--- About this exercise ---
Print every record below exactly as written.

════════════════════

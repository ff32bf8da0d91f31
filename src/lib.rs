//! rtc-recorder - WebRTC ingest to WebM
//!
//! Negotiates receive-only peer connections with browsers, rebuilds VP8
//! frames from the inbound RTP stream and writes them to WebM files.

pub mod config;
pub mod container;
pub mod recording;
pub mod web;
pub mod webrtc;

// Re-exports
pub use crate::config::{Config, RecordingConfig, VideoCodec, WebRTCConfig};
pub use crate::container::{ContainerWriter, WebmFileWriter};
pub use crate::recording::{RecordingPipeline, RecordingSummary};
pub use crate::webrtc::{SessionManager, TrackRegistry};
//! Track-to-file recording pipeline
//!
//! Reads RTP packets from a source, reassembles samples, waits for the first
//! keyframe to learn the frame size and then appends every sample to the
//! container with a monotonically increasing timestamp. The run ends when the
//! source reaches end of stream or the maximum duration elapses, whichever
//! comes first. The container is closed exactly once on every exit path.

use super::keyframe;
use super::reassembler::{FrameReassembler, Sample};
use super::RecordingError;
use crate::config::VideoCodec;
use crate::container::{ContainerError, ContainerWriter};
use async_trait::async_trait;
use log::{debug, info, warn};
use std::fmt;
use std::sync::Arc;
use std::time::Duration;
use tokio::time::{timeout_at, Instant};
use webrtc::rtp::codecs::vp8::Vp8Packet;
use webrtc::rtp::packet::Packet;

/// Transient read failures logged at warn level before dropping to debug
const LOUD_READ_ERRORS: u64 = 5;

/// Why `read_packet` produced no packet
#[derive(Debug, Clone, PartialEq, Eq)]
pub enum ReadError {
    /// The track is gone; no further packets will arrive
    EndOfStream,
    /// A single read failed; the next one may succeed
    Transient(String),
}

impl fmt::Display for ReadError {
    fn fmt(&self, f: &mut fmt::Formatter<'_>) -> fmt::Result {
        match self {
            ReadError::EndOfStream => write!(f, "end of stream"),
            ReadError::Transient(msg) => write!(f, "read failed: {}", msg),
        }
    }
}

/// Source of RTP packets for one track
#[async_trait]
pub trait PacketSource: Send + Sync {
    async fn read_packet(&self) -> Result<Packet, ReadError>;

    /// Negotiated mime type, e.g. `video/VP8`
    fn mime_type(&self) -> String;
}

#[derive(Debug, Clone, Copy, PartialEq, Eq)]
pub enum StopReason {
    EndOfStream,
    Deadline,
}

/// Outcome of a completed recording
#[derive(Debug, Clone, PartialEq, Eq)]
pub struct RecordingSummary {
    pub stop_reason: StopReason,
    pub frames_written: u64,
    pub dropped_before_keyframe: u64,
    pub packets_dropped: u64,
    pub read_errors: u64,
    /// Timestamp of the last written frame
    pub output_timestamp: Duration,
}

impl RecordingSummary {
    fn new() -> Self {
        Self {
            stop_reason: StopReason::EndOfStream,
            frames_written: 0,
            dropped_before_keyframe: 0,
            packets_dropped: 0,
            read_errors: 0,
            output_timestamp: Duration::ZERO,
        }
    }
}

/// Records one track into one container
pub struct RecordingPipeline<S: PacketSource, C: ContainerWriter> {
    source: Arc<S>,
    container: C,
    max_duration: Duration,
    reorder_window: u16,
}

impl<S: PacketSource, C: ContainerWriter> RecordingPipeline<S, C> {
    pub fn new(source: Arc<S>, container: C, max_duration: Duration, reorder_window: u16) -> Self {
        Self {
            source,
            container,
            max_duration,
            reorder_window,
        }
    }

    /// Run to completion. The container is finalized before this returns.
    pub async fn run(mut self) -> Result<RecordingSummary, RecordingError> {
        let result = self.record().await;
        let closed = self.container.close();

        match (result, closed) {
            (Ok(summary), Ok(())) => {
                info!(
                    "Recording finished ({:?}): {} frames, {:?} recorded, {} packets dropped",
                    summary.stop_reason, summary.frames_written, summary.output_timestamp, summary.packets_dropped
                );
                Ok(summary)
            }
            (Ok(_), Err(e)) => Err(e.into()),
            (Err(e), closed) => {
                if let Err(close_err) = closed {
                    warn!("Failed to finalize recording after error: {}", close_err);
                }
                Err(e)
            }
        }
    }

    async fn record(&mut self) -> Result<RecordingSummary, RecordingError> {
        let mime = self.source.mime_type();
        let codec = VideoCodec::from_mime_type(&mime).ok_or(RecordingError::UnsupportedCodec(mime))?;
        let mut reassembler = match codec {
            VideoCodec::VP8 => FrameReassembler::new(self.reorder_window, Vp8Packet::default(), codec.clock_rate()),
        };

        let deadline = Instant::now() + self.max_duration;
        let mut summary = RecordingSummary::new();
        debug!("Recording {} for at most {:?}", codec.as_str(), self.max_duration);

        loop {
            if Instant::now() >= deadline {
                summary.stop_reason = StopReason::Deadline;
                break;
            }

            let packet = match timeout_at(deadline, self.source.read_packet()).await {
                Err(_) => {
                    summary.stop_reason = StopReason::Deadline;
                    break;
                }
                Ok(Err(ReadError::EndOfStream)) => {
                    summary.stop_reason = StopReason::EndOfStream;
                    break;
                }
                Ok(Err(ReadError::Transient(msg))) => {
                    summary.read_errors += 1;
                    if summary.read_errors <= LOUD_READ_ERRORS {
                        warn!("Track read failed: {}", msg);
                    } else {
                        debug!("Track read failed: {}", msg);
                    }
                    continue;
                }
                Ok(Ok(packet)) => packet,
            };

            reassembler.push(packet);
            while let Some(sample) = reassembler.pop() {
                self.write_sample(codec, sample, &mut summary)?;
            }
        }

        // Nothing more will arrive; release what the reorder window still holds
        reassembler.end_of_stream();
        while let Some(sample) = reassembler.pop() {
            self.write_sample(codec, sample, &mut summary)?;
        }

        let stats = reassembler.stats();
        debug!("Reassembled {} samples", stats.samples_emitted);
        summary.packets_dropped = stats.packets_dropped;
        Ok(summary)
    }

    fn write_sample(
        &mut self,
        codec: VideoCodec,
        sample: Sample,
        summary: &mut RecordingSummary,
    ) -> Result<(), ContainerError> {
        let info = keyframe::inspect(codec, &sample.data);

        if !self.container.is_open() {
            match info.dimensions {
                Some(dims) if info.is_keyframe => self.container.open(dims.width, dims.height)?,
                _ => {
                    summary.dropped_before_keyframe += 1;
                    return Ok(());
                }
            }
        }

        summary.output_timestamp += sample.duration;
        self.container.write_frame(
            info.is_keyframe,
            summary.output_timestamp.as_millis() as u64,
            &sample.data,
        )?;
        summary.frames_written += 1;
        Ok(())
    }
}
//! Signaling request body
//!
//! The browser posts its offer together with the identifier it will later
//! use in control commands. The answer goes back as a bare session
//! description.

use super::WebRTCError;
use serde::{Deserialize, Serialize};
use webrtc::peer_connection::sdp::sdp_type::RTCSdpType;
use webrtc::peer_connection::sdp::session_description::RTCSessionDescription;

/// `POST /` body: `{"process_id": "...", "offer": {"type": "offer", "sdp": "..."}}`
#[derive(Debug, Clone, Serialize, Deserialize)]
pub struct NegotiationRequest {
    pub process_id: String,
    pub offer: RTCSessionDescription,
}

impl NegotiationRequest {
    /// Parse a request body
    pub fn from_json(body: &[u8]) -> Result<Self, WebRTCError> {
        serde_json::from_slice(body).map_err(|e| WebRTCError::SdpError(format!("Failed to decode SDP: {}", e)))
    }

    /// Check the request can start a negotiation
    pub fn validate(&self) -> Result<(), WebRTCError> {
        if self.process_id.is_empty() {
            return Err(WebRTCError::InvalidRequest("process_id must not be empty".to_string()));
        }

        if self.offer.sdp_type != RTCSdpType::Offer {
            return Err(WebRTCError::InvalidRequest(format!(
                "expected an offer, got {}",
                self.offer.sdp_type
            )));
        }

        Ok(())
    }
}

════════════════════

--- Answer box ---
repository ff32bf8da0d91f31
filename src/lib.rs
//! rtc-recorder - WebRTC ingest to WebM
//!
//! Negotiates receive-only peer connections with browsers, rebuilds VP8
//! frames from the inbound RTP stream and writes them to WebM files.

pub mod config;
pub mod container;
pub mod recording;
pub mod web;
pub mod webrtc;

// Re-exports
pub use crate::config::{Config, RecordingConfig, VideoCodec, WebRTCConfig};
pub use crate::container::{ContainerWriter, WebmFileWriter};
pub use crate::recording::{RecordingPipeline, RecordingSummary};
pub use crate::webrtc::{SessionManager, TrackRegistry};
//! Track-to-file recording pipeline
//!
//! Reads RTP packets from a source, reassembles samples, waits for the first
//! keyframe to learn the frame size and then appends every sample to the
//! container with a monotonically increasing timestamp. The run ends when the
//! source reaches end of stream or the maximum duration elapses, whichever
//! comes first. The container is closed exactly once on every exit path.

use super::keyframe;
use super::reassembler::{FrameReassembler, Sample};
use super::RecordingError;
use crate::config::VideoCodec;
use crate::container::{ContainerError, ContainerWriter};
use async_trait::async_trait;
use log::{debug, info, warn};
use std::fmt;
use std::sync::Arc;
use std::time::Duration;
use tokio::time::{timeout_at, Instant};
use webrtc::rtp::codecs::vp8::Vp8Packet;
use webrtc::rtp::packet::Packet;

/// Transient read failures logged at warn level before dropping to debug
const LOUD_READ_ERRORS: u64 = 5;

/// Why `read_packet` produced no packet
#[derive(Debug, Clone, PartialEq, Eq)]
pub enum ReadError {
    /// The track is gone; no further packets will arrive
    EndOfStream,
    /// A single read failed; the next one may succeed
    Transient(String),
}

impl fmt::Display for ReadError {
    fn fmt(&self, f: &mut fmt::Formatter<'_>) -> fmt::Result {
        match self {
            ReadError::EndOfStream => write!(f, "end of stream"),
            ReadError::Transient(msg) => write!(f, "read failed: {}", msg),
        }
    }
}

/// Source of RTP packets for one track
#[async_trait]
pub trait PacketSource: Send + Sync {
    async fn read_packet(&self) -> Result<Packet, ReadError>;

    /// Negotiated mime type, e.g. `video/VP8`
    fn mime_type(&self) -> String;
}

#[derive(Debug, Clone, Copy, PartialEq, Eq)]
pub enum StopReason {
    EndOfStream,
    Deadline,
}

/// Outcome of a completed recording
#[derive(Debug, Clone, PartialEq, Eq)]
pub struct RecordingSummary {
    pub stop_reason: StopReason,
    pub frames_written: u64,
    pub dropped_before_keyframe: u64,
    pub packets_dropped: u64,
    pub read_errors: u64,
    /// Timestamp of the last written frame
    pub output_timestamp: Duration,
}

impl RecordingSummary {
    fn new() -> Self {
        Self {
            stop_reason: StopReason::EndOfStream,
            frames_written: 0,
            dropped_before_keyframe: 0,
            packets_dropped: 0,
            read_errors: 0,
            output_timestamp: Duration::ZERO,
        }
    }
}

/// Records one track into one container
pub struct RecordingPipeline<S: PacketSource, C: ContainerWriter> {
    source: Arc<S>,
    container: C,
    max_duration: Duration,
    reorder_window: u16,
}

impl<S: PacketSource, C: ContainerWriter> RecordingPipeline<S, C> {
    pub fn new(source: Arc<S>, container: C, max_duration: Duration, reorder_window: u16) -> Self {
        Self {
            source,
            container,
            max_duration,
            reorder_window,
        }
    }

    /// Run to completion. The container is finalized before this returns.
    pub async fn run(mut self) -> Result<RecordingSummary, RecordingError> {
        let result = self.record().await;
        let closed = self.container.close();

        match (result, closed) {
            (Ok(summary), Ok(())) => {
                info!(
                    "Recording finished ({:?}): {} frames, {:?} recorded, {} packets dropped",
                    summary.stop_reason, summary.frames_written, summary.output_timestamp, summary.packets_dropped
                );
                Ok(summary)
            }
            (Ok(_), Err(e)) => Err(e.into()),
            (Err(e), closed) => {
                if let Err(close_err) = closed {
                    warn!("Failed to finalize recording after error: {}", close_err);
                }
                Err(e)
            }
        }
    }

    async fn record(&mut self) -> Result<RecordingSummary, RecordingError> {
        let mime = self.source.mime_type();
        let codec = VideoCodec::from_mime_type(&mime).ok_or(RecordingError::UnsupportedCodec(mime))?;
        let mut reassembler = match codec {
            VideoCodec::VP8 => FrameReassembler::new(self.reorder_window, Vp8Packet::default(), codec.clock_rate()),
        };

        let deadline = Instant::now() + self.max_duration;
        let mut summary = RecordingSummary::new();
        debug!("Recording {} for at most {:?}", codec.as_str(), self.max_duration);

        loop {
            if Instant::now() >= deadline {
                summary.stop_reason = StopReason::Deadline;
                break;
            }

            let packet = match timeout_at(deadline, self.source.read_packet()).await {
                Err(_) => {
                    summary.stop_reason = StopReason::Deadline;
                    break;
                }
                Ok(Err(ReadError::EndOfStream)) => {
                    summary.stop_reason = StopReason::EndOfStream;
                    break;
                }
                Ok(Err(ReadError::Transient(msg))) => {
                    summary.read_errors += 1;
                    if summary.read_errors <= LOUD_READ_ERRORS {
                        warn!("Track read failed: {}", msg);
                    } else {
                        debug!("Track read failed: {}", msg);
                    }
                    continue;
                }
                Ok(Ok(packet)) => packet,
            };

            reassembler.push(packet);
            while let Some(sample) = reassembler.pop() {
                self.write_sample(codec, sample, &mut summary)?;
            }
        }

        // Nothing more will arrive; release what the reorder window still holds
        reassembler.end_of_stream();
        while let Some(sample) = reassembler.pop() {
            self.write_sample(codec, sample, &mut summary)?;
        }

        let stats = reassembler.stats();
        debug!("Reassembled {} samples", stats.samples_emitted);
        summary.packets_dropped = stats.packets_dropped;
        Ok(summary)
    }

    fn write_sample(
        &mut self,
        codec: VideoCodec,
        sample: Sample,
        summary: &mut RecordingSummary,
    ) -> Result<(), ContainerError> {
        let info = keyframe::inspect(codec, &sample.data);

        if !self.container.is_open() {
            match info.dimensions {
                Some(dims) if info.is_keyframe => self.container.open(dims.width, dims.height)?,
                _ => {
                    summary.dropped_before_keyframe += 1;
                    return Ok(());
                }
            }
        }

        summary.output_timestamp += sample.duration;
        self.container.write_frame(
            info.is_keyframe,
            summary.output_timestamp.as_millis() as u64,
            &sample.data,
        )?;
        summary.frames_written += 1;
        Ok(())
    }
}
//! Signaling request body
//!
//! The browser posts its offer together with the identifier it will later
//! use in control commands. The answer goes back as a bare session
//! description.

use super::WebRTCError;
use serde::{Deserialize, Serialize};
use webrtc::peer_connection::sdp::sdp_type::RTCSdpType;
use webrtc::peer_connection::sdp::session_description::RTCSessionDescription;

/// `POST /` body: `{"process_id": "...", "offer": {"type": "offer", "sdp": "..."}}`
#[derive(Debug, Clone, Serialize, Deserialize)]
pub struct NegotiationRequest {
    pub process_id: String,
    pub offer: RTCSessionDescription,
}

impl NegotiationRequest {
    /// Parse a request body
    pub fn from_json(body: &[u8]) -> Result<Self, WebRTCError> {
        serde_json::from_slice(body).map_err(|e| WebRTCError::SdpError(format!("Failed to decode SDP: {}", e)))
    }

    /// Check the request can start a negotiation
    pub fn validate(&self) -> Result<(), WebRTCError> {
        if self.process_id.is_empty() {
            return Err(WebRTCError::InvalidRequest("process_id must not be empty".to_string()));
        }

        if self.offer.sdp_type != RTCSdpType::Offer {
            return Err(WebRTCError::InvalidRequest(format!(
                "expected an offer, got {}",
                self.offer.sdp_type
            )));
        }

        Ok(())
    }
}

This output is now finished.